Он развлекался, увлеченный. Тростинки, толстые и тонкие, надломленные и длинные — каждая имела свой звук. Он улавливал закономерности.
Первая мысль, которая пришла ему наутро — подуть в полую раковину. Раковина зазвучала басовито и мощно. Другие раковины тоже звучали. Он стал сортировать их по силе и высоте звука.
Вскоре он уже обладал сотней разнообразнейших свистулек.
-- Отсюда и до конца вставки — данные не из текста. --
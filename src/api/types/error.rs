//! API error envelope

use axum::{
    http::StatusCode,
    response::{IntoResponse, Response},
    Json,
};
use serde::{Deserialize, Serialize};
use serde_json::Value;

use super::meta::ResponseMeta;
use crate::domain::{DomainError, ErrorKind, Timestamp};

/// Error response body: `{error, meta}`
#[derive(Debug, Clone, Serialize, Deserialize)]
pub struct ApiErrorResponse {
    pub error: ApiErrorDetail,
    pub meta: ResponseMeta,
}

/// Error detail structure
#[derive(Debug, Clone, Serialize, Deserialize)]
#[serde(rename_all = "camelCase")]
pub struct ApiErrorDetail {
    pub code: String,
    pub status_code: u16,
    pub message: String,
    #[serde(skip_serializing_if = "Value::is_null", default)]
    pub details: Value,
    pub timestamp: String,
}

/// API error with status code
#[derive(Debug, Clone)]
pub struct ApiError {
    pub status: StatusCode,
    pub code: String,
    pub message: String,
    pub details: Value,
    pub timestamp: Timestamp,
}

impl ApiError {
    /// Create a new API error
    pub fn new(status: StatusCode, code: impl Into<String>, message: impl Into<String>) -> Self {
        Self {
            status,
            code: code.into(),
            message: message.into(),
            details: Value::Null,
            timestamp: Timestamp::now(),
        }
    }

    /// Attach structured details
    pub fn with_details(mut self, details: Value) -> Self {
        self.details = details;
        self
    }

    /// Bad request error
    pub fn bad_request(message: impl Into<String>) -> Self {
        Self::new(
            StatusCode::BAD_REQUEST,
            ErrorKind::ValidationError.as_str(),
            message,
        )
    }

    /// Render the body with the given metadata
    pub fn to_response_body(&self, meta: ResponseMeta) -> ApiErrorResponse {
        ApiErrorResponse {
            error: ApiErrorDetail {
                code: self.code.clone(),
                status_code: self.status.as_u16(),
                message: self.message.clone(),
                details: self.details.clone(),
                timestamp: self.timestamp.to_text(),
            },
            meta,
        }
    }
}

/// HTTP status for each domain error kind
pub fn status_for(kind: ErrorKind) -> StatusCode {
    match kind {
        ErrorKind::InvalidIdentifierFormat
        | ErrorKind::InvalidTimestamp
        | ErrorKind::InvalidEmailLocal
        | ErrorKind::InvalidEmailDomain
        | ErrorKind::InvalidUsername
        | ErrorKind::InvalidDateRange
        | ErrorKind::ValidationError => StatusCode::BAD_REQUEST,
        ErrorKind::UserNotFound => StatusCode::NOT_FOUND,
        ErrorKind::EmailAlreadyExists => StatusCode::CONFLICT,
        ErrorKind::InternalError => StatusCode::INTERNAL_SERVER_ERROR,
    }
}

impl IntoResponse for ApiError {
    fn into_response(self) -> Response {
        let body = self.to_response_body(ResponseMeta::current());
        (self.status, Json(body)).into_response()
    }
}

impl From<DomainError> for ApiError {
    fn from(err: DomainError) -> Self {
        let kind = err.kind();

        // Internal messages stay in the logs
        let message = match &err {
            DomainError::Internal { .. } => {
                tracing::error!(error = %err, "Internal error while handling request");
                "Internal server error".to_string()
            }
            _ => err.to_string(),
        };

        Self::new(status_for(kind), kind.as_str(), message).with_details(err.details())
    }
}

impl std::fmt::Display for ApiError {
    fn fmt(&self, f: &mut std::fmt::Formatter<'_>) -> std::fmt::Result {
        write!(f, "{}: {}", self.code, self.message)
    }
}

impl std::error::Error for ApiError {}

#[cfg(test)]
mod tests {
    use super::*;

    #[test]
    fn test_api_error_creation() {
        let err = ApiError::bad_request("Invalid page");
        assert_eq!(err.status, StatusCode::BAD_REQUEST);
        assert_eq!(err.code, "VALIDATION_ERROR");
        assert_eq!(err.message, "Invalid page");
        assert!(err.details.is_null());
    }

    #[test]
    fn test_domain_error_status_mapping() {
        let cases = [
            (DomainError::invalid_identifier("x"), StatusCode::BAD_REQUEST),
            (DomainError::invalid_timestamp("x"), StatusCode::BAD_REQUEST),
            (DomainError::invalid_date_range("b", "a"), StatusCode::BAD_REQUEST),
            (DomainError::validation("x"), StatusCode::BAD_REQUEST),
            (DomainError::user_not_found("x"), StatusCode::NOT_FOUND),
            (DomainError::email_already_exists("a@b.co"), StatusCode::CONFLICT),
            (DomainError::internal("x"), StatusCode::INTERNAL_SERVER_ERROR),
        ];

        for (domain_err, status) in cases {
            let api_err: ApiError = domain_err.into();
            assert_eq!(api_err.status, status);
        }
    }

    #[test]
    fn test_domain_error_conversion_keeps_code_and_details() {
        let api_err: ApiError = DomainError::user_not_found("01ARZ3NDEKTSV4RRFFQ69G5FAV").into();

        assert_eq!(api_err.code, "USER_NOT_FOUND");
        assert_eq!(
            api_err.message,
            "User with id 01ARZ3NDEKTSV4RRFFQ69G5FAV not found"
        );
        assert_eq!(api_err.details["userId"], "01ARZ3NDEKTSV4RRFFQ69G5FAV");
    }

    #[test]
    fn test_internal_message_is_hidden() {
        let api_err: ApiError = DomainError::internal("lock poisoned").into();

        assert_eq!(api_err.message, "Internal server error");
        assert_eq!(api_err.code, "INTERNAL_ERROR");
    }

    #[test]
    fn test_error_serialization() {
        let err = ApiError::from(DomainError::email_already_exists("a@b.co"));
        let body = serde_json::to_value(err.to_response_body(ResponseMeta::current())).unwrap();

        assert_eq!(body["error"]["code"], "EMAIL_ALREADY_EXISTS");
        assert_eq!(body["error"]["statusCode"], 409);
        assert_eq!(body["error"]["details"]["email"], "a@b.co");
        assert!(body["error"]["timestamp"].is_string());
        assert!(body["meta"]["version"].is_string());
    }
}
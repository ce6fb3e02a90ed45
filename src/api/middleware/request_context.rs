//! Puts the request path and service version in scope for response metadata

use axum::{
    body::Body,
    extract::State,
    http::Request,
    middleware::Next,
    response::Response,
};

use crate::api::state::AppState;
use crate::api::types::RequestContext;

pub async fn request_context_middleware(
    State(state): State<AppState>,
    request: Request<Body>,
    next: Next,
) -> Response {
    let path = request
        .uri()
        .path_and_query()
        .map(|pq| pq.as_str().to_string())
        .unwrap_or_else(|| request.uri().path().to_string());

    RequestContext::new(path, state.version.clone())
        .scope(next.run(request))
        .await
}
Были там из пяти, восьми и более неравных тростинок, скрепленных глиной, были глиняные и из раковин, с дырочками и без, прямые и гнутые. Он придумывал комбинированные, позволяющие извлекать сложный звук.
У него обнаружился музыкальный слух. Он научился наигрывать простенькие мелодии, переходя к более сложным. На лице его появлялось при этом задумчивое и болезненное выражение, — возможно, он пытался вспомнить многое… и не мог, но как бы прикасался к забытой истине, хранящейся, видимо, где-то в глубинах его существа, куда не дотягивался свет сознания.
Он познал в этом наслаждение и пристрастился к нему. Совершенствовал мелодии и сочинял новые. Иногда у него даже вырывался смешок, появлялась слеза — а раньше он смеялся только при удачной рыбалке, а плакал от боли.
Хозяйство терпело некоторый ущерб. Усладиться мелодией было иногда желанней, чем добывать свежую пищу, коли какая-то оставалась.
Он, вполне допустимо, полагал себя гением. Не исключено, что так оно и было.
Гора на острове оказалась вулканом. Вулкан начал извержение утром. Плотный грохот растолкнул воздух, пепел завесил небо. Белое пламя лавы излилось на склоны, лес сметался камнепадом и горел. А самое скверное, что остров стал опускаться в океан. Это произошло тем более некстати, что с некоторого времени человека гнело несовершенство последних мелодий, а накануне вырисовалось рождение мелодии замечательнейшей и прекраснейшей.
Он оценил обстановку, вздохнул, взял вяленой рыбы и кувшин с водой, взял любимую свистульку из восьми тростинок, четырех раздвоенных глиняных трубочек и двух раковин по краям, и стал пробираться через хаос и дымящиеся трещины к холму в дальней части острова. Там он отдохнул, закусил, и принялся с бережностью нащупывать и строить мелодию. Устав, он пил воду, разглаживал пальцами губы и играл дальше.
Не то чтоб он не боялся или ему было все равно. Но он понимал, что — а вдруг уцелеет; и от его сожалений ничего не зависит; надо же чем-то занять время и отвлечься от грустной перспективы; хоть насладиться любимым занятием; да и — просто хотелось, вот и все.
Извержение продолжалось, и остров опускался. Через сутки волны плескались вокруг холма, где он спасался. У него еще оставалось полрыбы. Когда сверху летели камни, он прикрывал собой инструмент. Если ему не удавался очередной сложный пассаж, он ругался и топал ногами. А когда мелодия звучала особенно чисто и завораживающе, он прикрывал глаза, и лицо у него было совершенно счастливое.